* ABOUT THIS TASK *
Transcribe word for word the lines below from the line with "use crate::cards::CardId;" through the line with "distinct card symbols.", ends included.

════════════════════

//! Card system: ids, values, and deck construction.
//!
//! ## Key Types
//!
//! - `CardId`: Stable per-game identifier
//! - `CardValue`: Symbol to match (`A`..`Z`)
//! - `Card`: Board entry with flipped/matched flags
//!
//! Decks are built by `generate_deck` and shuffled by `shuffle_deck`.

pub mod card;
pub mod deck;

pub use card::{Card, CardId, CardValue, HIDDEN_FACE, MAX_PAIRS, SYMBOLS};
pub use deck::{deal, generate_deck, shuffle_deck};
//! Error types.
//!
//! - `ConfigError`: a `GameConfig` the controller refuses to build from.
//! - `InvalidMove`: why a flip was ignored. Never fatal; it travels inside
//!   `FlipOutcome::Rejected` and the event log rather than as an `Err`.

use serde::{Deserialize, Serialize};
use thiserror::Error;

use crate::cards::CardId;

/// Rejected game configuration.
#[derive(Clone, Debug, PartialEq, Eq, Error)]
pub enum ConfigError {
    /// A game needs at least one pair.
    #[error("pair count must be at least 1")]
    NoPairs,

    /// More pairs than there are distinct card symbols.
    #[error("pair count {requested} exceeds the {max} available symbols")]
    TooManyPairs { requested: usize, max: usize },

    /// Layout hint must have at least one column.
    #[error("column count must be at least 1")]
    NoColumns,
}

/// Why a flip request was ignored.
#[derive(Clone, Copy, Debug, PartialEq, Eq, Hash, Error, Serialize, Deserialize)]
pub enum InvalidMove {
    /// No card with this id is on the board.
    #[error("{0} is not on the board")]
    UnknownCard(CardId),

    /// The card is already face up and waiting to be resolved.
    #[error("{0} is already flipped")]
    AlreadyFlipped(CardId),

    /// The card belongs to a completed pair.
    #[error("{0} is already matched")]
    AlreadyMatched(CardId),
}

impl InvalidMove {
    /// The card the rejected flip referred to.
    #[must_use]
    pub fn card(self) -> CardId {
        match self {
            InvalidMove::UnknownCard(id)
            | InvalidMove::AlreadyFlipped(id)
            | InvalidMove::AlreadyMatched(id) => id,
        }
    }
}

════════════════════

* WRITTEN RESPONSE *
use crate::cards::CardId;

/// Rejected game configuration.
#[derive(Clone, Debug, PartialEq, Eq, Error)]
pub enum ConfigError {
    /// A game needs at least one pair.
    #[error("pair count must be at least 1")]
    NoPairs,

    /// More pairs than there are distinct card symbols.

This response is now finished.